At midnight I reached the hospital grounds. I made a circuit of the staff parking lot before going in, to make sure that Peter’s Maxima wasn’t there. Then, white-jacketed and, I hoped, professional, I went in through the main entrance and up the stairs to the second floor.

 

The Stanhope Auditorium took up the far end of the corridor overlooking the parking lot. The double doors were locked, but again they had used a standard model that turned back easily. I closed them behind me and shone a flashlight around.

 

I was in a small theater, ideal for this kind of meeting. Twenty-five or so rows of plush-covered, swivel seats were stair-stepped down to a stage. Just now its curtains were drawn. In front of them stood a large white movie screen, with a podium and microphone to one side.

 

The audiovisual equipment was in a projection room at the rear of the theater. I unlocked the door, my hands shaking a bit with nerves, and started examining the carousels full of slides.

 
Chapter Thirty-One
-
Mortality Conference

Max and Murray were waiting for us in the visitors’ parking lot In contrast to Lotty, whose dark face was pinched with worry, and Rawlings, who affected a heavy-policeman attitude, Max was ebullient. He wore a tan summer suit with an orange-striped shirt and a tie of darker umber. When he saw us, he bounded over radiating goodwill-kissing Lotty and me, shaking hands enthusiastically with the detective.

 

“You look very sharp, Vic, very professional,” Max told me. I was wearing a trouser suit in wheat-colored linen with a dark-green cotton shirt. The jacket was loose, covering my gun, and I had on low-heeled shoes. I wanted to be able to move quickly if I had to.

 

Murray, whose shirt was already slightly rumpled from the hot drive, merely said grumpily that “this had better work.” He joined spiritual forces with Rawlings, who cheered up slightly when he realized none of the party knew exactly what to expect-he had thought I might have brought him out to embarrass the police.

 

At eight-fifty-five we went into the hospital where we joined a large group going up the stairs to the auditorium. My heart was beating uncomfortably and I felt my hands turn cold and slightly damp. Lotty was lost in her own thoughts, but Max took my hand and gave it a friendly squeeze.

 

Max took charge at the auditorium door, where two cheerful young women were handing out name badges. Through the press of people I could make out Peter and Alan Humphries in the front of the room. They were talking with a small group of men.
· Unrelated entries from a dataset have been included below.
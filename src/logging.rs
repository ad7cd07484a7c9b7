// ABOUTME: Logging configuration and structured domain events for the data layer
// ABOUTME: Configures tracing-subscriber output formats and records account, social, and scan events
//
// SPDX-License-Identifier: MIT OR Apache-2.0
// Copyright (c) 2025 Pierre Fitness Intelligence

//! Structured logging setup

use std::env;
use std::io;

use anyhow::{anyhow, Result};
use serde_json::json;
use tracing::{debug, info, warn};
use tracing_subscriber::{
    fmt::{self, format::FmtSpan},
    layer::SubscriberExt,
    util::SubscriberInitExt,
    EnvFilter,
};

use crate::constants::service_names;

/// Logging configuration
#[derive(Debug, Clone)]
pub struct LoggingConfig {
    /// Log level (trace, debug, info, warn, error)
    pub level: String,
    /// Output format (json, pretty, compact)
    pub format: LogFormat,
    /// Include source file and line numbers
    pub include_location: bool,
    /// Include span open/close events
    pub include_spans: bool,
    /// Service name for structured logging
    pub service_name: String,
    /// Service version
    pub service_version: String,
    /// Environment (development, production, testing)
    pub environment: String,
}

/// Log output format options
#[derive(Debug, Clone, Copy, PartialEq, Eq)]
pub enum LogFormat {
    /// `JSON` format for production logging
    Json,
    /// Pretty format for development
    Pretty,
    /// Compact format for the developer CLI
    Compact,
}

impl Default for LoggingConfig {
    fn default() -> Self {
        Self {
            level: "info".into(),
            format: LogFormat::Pretty,
            include_location: false,
            include_spans: false,
            service_name: service_names::CALIPPO.into(),
            service_version: env!("CARGO_PKG_VERSION").to_owned(),
            environment: "development".into(),
        }
    }
}

impl LoggingConfig {
    /// Create logging configuration from environment variables
    #[must_use]
    pub fn from_env() -> Self {
        let level = env::var("RUST_LOG").unwrap_or_else(|_| "info".into());

        let format = match env::var("LOG_FORMAT").as_deref() {
            Ok("json") => LogFormat::Json,
            Ok("compact") => LogFormat::Compact,
            _ => LogFormat::Pretty,
        };

        let environment = env::var("ENVIRONMENT").unwrap_or_else(|_| "development".into());
        let is_production = environment == "production";

        Self {
            level,
            format,
            include_location: is_production || env::var("LOG_INCLUDE_LOCATION").is_ok(),
            include_spans: env::var("LOG_INCLUDE_SPANS").is_ok(),
            service_name: env::var("SERVICE_NAME")
                .unwrap_or_else(|_| service_names::CALIPPO.into()),
            service_version: env!("CARGO_PKG_VERSION").to_owned(),
            environment,
        }
    }

    /// Build the filter, quieting HTTP client internals
    fn env_filter(&self) -> EnvFilter {
        let directive = env::var("RUST_LOG").unwrap_or_else(|_| self.level.clone());
        EnvFilter::new(directive)
            .add_directive(
                "hyper=warn"
                    .parse()
                    .unwrap_or_else(|_| tracing::Level::WARN.into()),
            )
            .add_directive(
                "reqwest=warn"
                    .parse()
                    .unwrap_or_else(|_| tracing::Level::WARN.into()),
            )
            .add_directive(
                format!("calippo={}", self.level)
                    .parse()
                    .unwrap_or_else(|_| tracing::Level::INFO.into()),
            )
    }

    /// Initialize the global tracing subscriber
    ///
    /// # Errors
    ///
    /// Returns an error if a global subscriber is already installed
    pub fn init(&self) -> Result<()> {
        let registry = tracing_subscriber::registry().with(self.env_filter());
        let span_events = if self.include_spans {
            FmtSpan::NEW | FmtSpan::CLOSE
        } else {
            FmtSpan::NONE
        };

        let installed = match self.format {
            LogFormat::Json => registry
                .with(
                    fmt::layer()
                        .with_file(self.include_location)
                        .with_line_number(self.include_location)
                        .with_target(true)
                        .with_writer(io::stdout)
                        .with_span_events(span_events)
                        .json(),
                )
                .try_init(),
            LogFormat::Pretty => registry
                .with(
                    fmt::layer()
                        .with_file(self.include_location)
                        .with_line_number(self.include_location)
                        .with_target(true)
                        .with_writer(io::stdout)
                        .with_span_events(span_events),
                )
                .try_init(),
            LogFormat::Compact => registry
                .with(
                    fmt::layer()
                        .compact()
                        .with_target(false)
                        .with_writer(io::stderr)
                        .with_span_events(FmtSpan::NONE),
                )
                .try_init(),
        };
        installed.map_err(|e| anyhow!("Failed to install tracing subscriber: {e}"))?;

        self.log_startup_info();
        Ok(())
    }

    fn log_startup_info(&self) {
        let summary = json!({
            "service": {
                "name": self.service_name,
                "version": self.service_version,
                "environment": self.environment
            },
            "logging": {
                "level": self.level,
                "format": format!("{:?}", self.format),
                "location": self.include_location,
                "spans": self.include_spans
            }
        });
        info!(
            service.name = %self.service_name,
            service.version = %self.service_version,
            environment = %self.environment,
            "Logging initialized: {}",
            summary
        );
    }
}

/// Structured domain events
pub struct AppLogger;

impl AppLogger {
    /// Log account lifecycle events (sign-up, sign-in, handle claim, deletion)
    pub fn log_account_event(user_id: &str, event: &str, success: bool, details: Option<&str>) {
        info!(
            user.id = %user_id,
            account.event = %event,
            account.success = %success,
            account.details = details.unwrap_or(""),
            "Account event"
        );
    }

    /// Log friend-graph mutations
    pub fn log_social_event(from_id: &str, to_id: &str, event: &str) {
        info!(
            social.from = %from_id,
            social.to = %to_id,
            social.event = %event,
            "Social event"
        );
    }

    /// Log a recorded scan
    pub fn log_scan_recorded(user_id: &str, food_name: &str, total_scans: u64, streak: u32) {
        info!(
            user.id = %user_id,
            scan.food = %food_name,
            scan.total = %total_scans,
            scan.streak = %streak,
            "Scan recorded"
        );
    }

    /// Log an evolution level-up
    pub fn log_level_up(user_id: &str, new_level: u32, creature: &str) {
        info!(
            user.id = %user_id,
            progression.level = %new_level,
            progression.creature = %creature,
            "Level up"
        );
    }

    /// Log an unlocked achievement
    pub fn log_achievement_unlocked(user_id: &str, badge: &str, xp: u64) {
        info!(
            user.id = %user_id,
            achievement.name = %badge,
            achievement.xp = %xp,
            "Achievement unlocked"
        );
    }

    /// Log a lost compare-and-swap race
    pub fn log_storage_conflict(key: &str, attempt: u32, max_attempts: u32) {
        if attempt < max_attempts {
            debug!(
                storage.key = %key,
                storage.attempt = %attempt,
                storage.max_attempts = %max_attempts,
                "Storage write conflict, retrying"
            );
        } else {
            warn!(
                storage.key = %key,
                storage.attempt = %attempt,
                storage.max_attempts = %max_attempts,
                "Storage write conflict, giving up"
            );
        }
    }
}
Peter’s dark hair was combed sleekly back, showing his face white and strained. He stood tautly, not joining in the laughter of the small group.

 

Lotty and I hung back while Max got our name badges and programs. The five of us moved furtively into seats at the rear of the small auditorium. I devoutly hoped that the theater-style lights would block Peter’s view if he looked up at the audience. The well-designed room gave everyone good sight lines to and from the stage.

 

Rawlings stirred nervously at my left. His tan polyester-blend sport jacket stood out in the crowd of six-hundred-dollar suit coats. “Amniotic Fluid Embolism: The Whole Team Approach‘?” he muttered incredulously. “What the hell have you got me into, Warshawski?”